Twelve years after George W Bush started the illegal invasion of Iraq, ostensibly under the facility of preemptive self-defense, a stark majority-- as many as 75% in 2014-- feel the so-called war was a huge mistake. As evidence quickly accumulates that Bush's yearning to launch an aggressive attack was likelier due to an individual grudge than anything else, that number will definitely swell. The previous president's intelligence briefer provided yet more plausibility to that theory in an interview on MSNBC's Hardball, making an admission that the Bush White House misrepresented intelligence reports to the general public on essential issues.
Michael Morell's stint with the CIA consisted of deputy and acting director, but throughout the time preceding the United States invasion of Iraq, he helped prepare day-to-day intelligence briefings for Bush. Among those rundowns, from October 2002, is an infamous example in intelligence history as how not to put together a report. This National Intelligence Price quote, titled “Iraq’s Continuing Programs for Weapons of Mass Destruction”, was the seemingly flawed intelligence mentioned continually by Bush advocates as reason to pursue a war of aggression against Iraq. However, this settlement is suspicious at well, and serves more as a smokescreen to provide credence to a president who was otherwise hellbent on vengeance against Saddam Hussein, as confirmed in his statement a month prior to the report, "After all, this is the guy who attempted to kill my dad."
In the Hardball interview, host Chris Matthews asked Morell about Cheney's notorious statement in 2003: "We understand he [Saddam Hussein] has actually been definitely devoted to attempting to obtain nuclear weapons. And our team believe he has, in fact, reconstituted nuclear weapons." The following is the discussion that took place:
MATTHEWS: Was that true?
MORELL: We were saying—
MATTHEWS: Can you answer that question? Was that true?
MORELL: That’s not true.
MATTHEWS: Well, why’d you let them get away with it?
MORELL: Look, my job Chris—
MATTHEWS: You’re the briefer for the president on intelligence, you’re the top person to go in and tell him what’s going on. You see Cheney make this charge he’s got a nuclear bomb and then they make subsequent charges he knew how to deliver it…and nobody raised their hand and said, “No that’s not what we told him.”
MORELL: Chris, Chris Chris, what’s my job, right? My job—
MATTHEWS: To tell the truth.
MORELL: My job—no, as the briefer? As the briefer?
MATTHEWS: Okay, go ahead.
MORELL: As the briefer, my job is to carry CIA’s best information and best analysis to the president of the United States and make sure he understands it. My job is to not watch what they’re saying on TV.
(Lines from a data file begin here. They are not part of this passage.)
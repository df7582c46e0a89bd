use async_trait::async_trait;
use chrono::Utc;
use shelf_model::{
    Author, AuthorId, Book, BookId, BorrowCount, Category, CategoryId, Library,
    LibraryId, NewAuthor, NewBook, NewCategory, NewLibrary,
};
use std::collections::HashMap;
use tracing::{debug, info};

use super::{InMemoryDatabase, next_id, normalized};
use crate::database::ports::{
    authors::AuthorRepository,
    books::{BookRepository, BookUpdateOutcome, CopyCounts},
    categories::CategoryRepository, libraries::LibraryRepository,
};
use crate::error::{EntityKind, Result, ShelfError};

#[async_trait]
impl LibraryRepository for InMemoryDatabase {
    async fn create_library(&self, library: NewLibrary) -> Result<Library> {
        let mut state = self.state.lock().await;
        let id = LibraryId(next_id(&mut state.sequences.library));
        let library = Library {
            id,
            name: library.name,
            address: library.address,
            phone: library.phone,
            email: library.email,
            created_at: Utc::now(),
        };
        state.libraries.insert(id, library.clone());
        Ok(library)
    }

    async fn get_library(&self, id: LibraryId) -> Result<Option<Library>> {
        let state = self.state.lock().await;
        Ok(state.libraries.get(&id).cloned())
    }

    async fn list_libraries(&self) -> Result<Vec<Library>> {
        let state = self.state.lock().await;
        Ok(state.libraries.values().cloned().collect())
    }

    async fn update_library(&self, library: &Library) -> Result<Library> {
        let mut state = self.state.lock().await;
        let stored = state
            .libraries
            .get_mut(&library.id)
            .ok_or(ShelfError::NotFound(EntityKind::Library))?;

        stored.name = library.name.clone();
        stored.address = library.address.clone();
        stored.phone = library.phone.clone();
        stored.email = library.email.clone();
        Ok(stored.clone())
    }

    async fn delete_library(&self, id: LibraryId) -> Result<bool> {
        let mut state = self.state.lock().await;
        if !state.libraries.contains_key(&id) {
            return Ok(false);
        }

        let member_ids: Vec<_> = state
            .members
            .values()
            .filter(|member| member.library_id == id)
            .map(|member| member.id)
            .collect();
        state.release_held_copies(|loan| member_ids.contains(&loan.member_id))?;

        let book_ids: Vec<_> = state
            .books
            .values()
            .filter(|book| book.library_id == id)
            .map(|book| book.id)
            .collect();
        for book_id in &book_ids {
            state.books.remove(book_id);
            state.drop_book_rows(*book_id);
        }
        for member_id in &member_ids {
            state.members.remove(member_id);
            state.drop_member_rows(*member_id);
        }
        state.libraries.remove(&id);

        info!(library_id = %id, "library deleted with its books and members");
        Ok(true)
    }

    async fn count_libraries(&self) -> Result<u64> {
        let state = self.state.lock().await;
        Ok(state.libraries.len() as u64)
    }
}

#[async_trait]
impl AuthorRepository for InMemoryDatabase {
    async fn create_author(&self, author: NewAuthor) -> Result<Author> {
        let mut state = self.state.lock().await;
        let id = AuthorId(next_id(&mut state.sequences.author));
        let author = Author {
            id,
            name: author.name,
            bio: author.bio,
            birth_date: author.birth_date,
        };
        state.authors.insert(id, author.clone());
        Ok(author)
    }

    async fn get_author(&self, id: AuthorId) -> Result<Option<Author>> {
        let state = self.state.lock().await;
        Ok(state.authors.get(&id).cloned())
    }

    async fn get_authors(&self, ids: &[AuthorId]) -> Result<Vec<Author>> {
        let state = self.state.lock().await;
        Ok(normalized(ids)
            .iter()
            .filter_map(|id| state.authors.get(id).cloned())
            .collect())
    }

    async fn list_authors(&self) -> Result<Vec<Author>> {
        let state = self.state.lock().await;
        Ok(state.authors.values().cloned().collect())
    }

    async fn update_author(&self, author: &Author) -> Result<Author> {
        let mut state = self.state.lock().await;
        let stored = state
            .authors
            .get_mut(&author.id)
            .ok_or(ShelfError::NotFound(EntityKind::Author))?;
        *stored = author.clone();
        Ok(stored.clone())
    }

    async fn delete_author(&self, id: AuthorId) -> Result<bool> {
        let mut state = self.state.lock().await;
        if state.authors.remove(&id).is_none() {
            return Ok(false);
        }
        for book in state.books.values_mut() {
            book.author_ids.retain(|author| *author != id);
        }
        Ok(true)
    }
}

#[async_trait]
impl CategoryRepository for InMemoryDatabase {
    async fn create_category(&self, category: NewCategory) -> Result<Category> {
        let mut state = self.state.lock().await;
        if state.categories.values().any(|c| c.name == category.name) {
            return Err(ShelfError::validation(
                "name",
                "category with this name already exists.",
            ));
        }

        let id = CategoryId(next_id(&mut state.sequences.category));
        let category = Category {
            id,
            name: category.name,
            description: category.description,
        };
        state.categories.insert(id, category.clone());
        Ok(category)
    }

    async fn get_category(&self, id: CategoryId) -> Result<Option<Category>> {
        let state = self.state.lock().await;
        Ok(state.categories.get(&id).cloned())
    }

    async fn get_categories(
        &self,
        ids: &[CategoryId],
    ) -> Result<Vec<Category>> {
        let state = self.state.lock().await;
        Ok(normalized(ids)
            .iter()
            .filter_map(|id| state.categories.get(id).cloned())
            .collect())
    }

    async fn list_categories(&self) -> Result<Vec<Category>> {
        let state = self.state.lock().await;
        Ok(state.categories.values().cloned().collect())
    }

    async fn update_category(&self, category: &Category) -> Result<Category> {
        let mut state = self.state.lock().await;
        let name_taken = state
            .categories
            .values()
            .any(|c| c.id != category.id && c.name == category.name);
        if name_taken {
            return Err(ShelfError::validation(
                "name",
                "category with this name already exists.",
            ));
        }

        let stored = state
            .categories
            .get_mut(&category.id)
            .ok_or(ShelfError::NotFound(EntityKind::Category))?;
        *stored = category.clone();
        Ok(stored.clone())
    }

    async fn delete_category(&self, id: CategoryId) -> Result<bool> {
        let mut state = self.state.lock().await;
        if state.categories.remove(&id).is_none() {
            return Ok(false);
        }
        for book in state.books.values_mut() {
            book.category_ids.retain(|category| *category != id);
        }
        Ok(true)
    }
}

#[async_trait]
impl BookRepository for InMemoryDatabase {
    async fn create_book(&self, book: NewBook) -> Result<Book> {
        let mut state = self.state.lock().await;

        let mut stored = Book {
            id: BookId(0),
            title: book.title,
            isbn: book.isbn,
            library_id: book.library_id,
            author_ids: normalized(&book.author_ids),
            category_ids: normalized(&book.category_ids),
            publication_date: book.publication_date,
            publisher: book.publisher,
            total_copies: book.total_copies,
            available_copies: book.available_copies,
            description: book.description,
        };
        state.check_book_row(&stored, "Failed to create book")?;

        stored.id = BookId(next_id(&mut state.sequences.book));
        state.books.insert(stored.id, stored.clone());
        Ok(stored)
    }

    async fn get_book(&self, id: BookId) -> Result<Option<Book>> {
        let state = self.state.lock().await;
        Ok(state.books.get(&id).cloned())
    }

    async fn list_books(&self) -> Result<Vec<Book>> {
        let state = self.state.lock().await;
        Ok(state.books.values().cloned().collect())
    }

    async fn update_book(
        &self,
        book: &Book,
        copies_read: Option<CopyCounts>,
    ) -> Result<BookUpdateOutcome> {
        let mut state = self.state.lock().await;
        let Some(stored) = state.books.get(&book.id) else {
            return Ok(BookUpdateOutcome::Missing);
        };

        let mut updated = book.clone();
        match copies_read {
            Some(read) if read != CopyCounts::of(stored) => {
                return Ok(BookUpdateOutcome::CopiesChanged);
            }
            Some(_) => {}
            None => {
                updated.total_copies = stored.total_copies;
                updated.available_copies = stored.available_copies;
            }
        }
        updated.author_ids = normalized(&book.author_ids);
        updated.category_ids = normalized(&book.category_ids);
        state.check_book_row(&updated, "Failed to update book")?;

        state.books.insert(updated.id, updated.clone());
        Ok(BookUpdateOutcome::Updated(updated))
    }

    async fn delete_book(&self, id: BookId) -> Result<bool> {
        let mut state = self.state.lock().await;
        if state.books.remove(&id).is_none() {
            return Ok(false);
        }
        state.drop_book_rows(id);
        Ok(true)
    }

    async fn count_books(&self) -> Result<u64> {
        let state = self.state.lock().await;
        Ok(state.books.len() as u64)
    }

    async fn search_books(&self, query: &str) -> Result<Vec<Book>> {
        let state = self.state.lock().await;
        let needle = query.to_lowercase();
        debug!(query, "searching books");

        let matches = |text: &str| text.to_lowercase().contains(&needle);
        Ok(state
            .books
            .values()
            .filter(|book| {
                matches(&book.title)
                    || book.author_ids.iter().any(|id| {
                        state.authors.get(id).is_some_and(|a| matches(&a.name))
                    })
                    || book.category_ids.iter().any(|id| {
                        state.categories.get(id).is_some_and(|c| matches(&c.name))
                    })
            })
            .cloned()
            .collect())
    }

    async fn most_borrowed_books(&self, limit: usize) -> Result<Vec<BorrowCount>> {
        let state = self.state.lock().await;

        let mut counts: HashMap<BookId, i64> = HashMap::new();
        for loan in state.borrowings.values() {
            *counts.entry(loan.book_id).or_default() += 1;
        }

        // books iterate in ascending id, and the sort is stable
        let mut ranked: Vec<BorrowCount> = state
            .books
            .values()
            .map(|book| BorrowCount {
                book_id: book.id,
                title: book.title.clone(),
                borrow_count: counts.get(&book.id).copied().unwrap_or_default(),
            })
            .collect();
        ranked.sort_by(|a, b| b.borrow_count.cmp(&a.borrow_count));
        ranked.truncate(limit);
        Ok(ranked)
    }
}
MATTHEWS: So you’re briefing the president on the reasons for war, they’re selling the war, using your stuff, saying you made that case when you didn’t. So they’re using your credibility to make the case for war dishonestly, as you just admitted.
MORELL: Look, I’m just telling you—
MATTHEWS: You just admitted it.
MORELL: I’m just telling you what we said—
MATTHEWS: They gave a false presentation of what you said to them.
MORELL: On some aspects. On some aspects.
And the host pushed just a little further:
MATTHEWS: That’s a big deal! Do you agree? If they claimed they had a [nuclear] weapon, when you know they didn’t.
MORELL: It’s a big deal. It’s a big deal.
He's definitely right, of course, and even further to that point, Morell made another admission of a direct misstatement: “What they were saying about the link between Iraq and Al Qaeda publicly was not what the intelligence community” had actually found. “I think they were trying to make a stronger case for the war.” Which the administration had to do, thinking about no such case existed. As a matter of reality, Cheney's statement directly disputes with what the NIE in fact specified, which is that the intelligence community just discovered a“[lack of] persuasive evidence that Baghdad has launched a coherent effort to reconstitute its nuclear weapons program.” Which remains in line with the International Atomic Energy Agency report that concerned the same conclusion:" We have to date discovered no evidence that Iraq has actually restored its nuclear weapons program.".
All of this solidifies what previous UN Secretary General Kofi Annan resolutely mentioned about the United States invasion of Iraq in 2004: "I have suggested it was not in conformity with the UN charter. From our point of view and from the charter point of view it was unlawful.".
The concern most deserving a response, and significantly postured by the people at large: If George W Bush, Dick Cheney, and others in the administration, deliberately misguided the general public on false pretenses, straight opposed intelligence info through misstatement, and ultimately started a wholly illegal invasion of Iraq that resulted in the deaths of well over 1 million civilian, non-combatants; WHY have they not been accused of war crimes?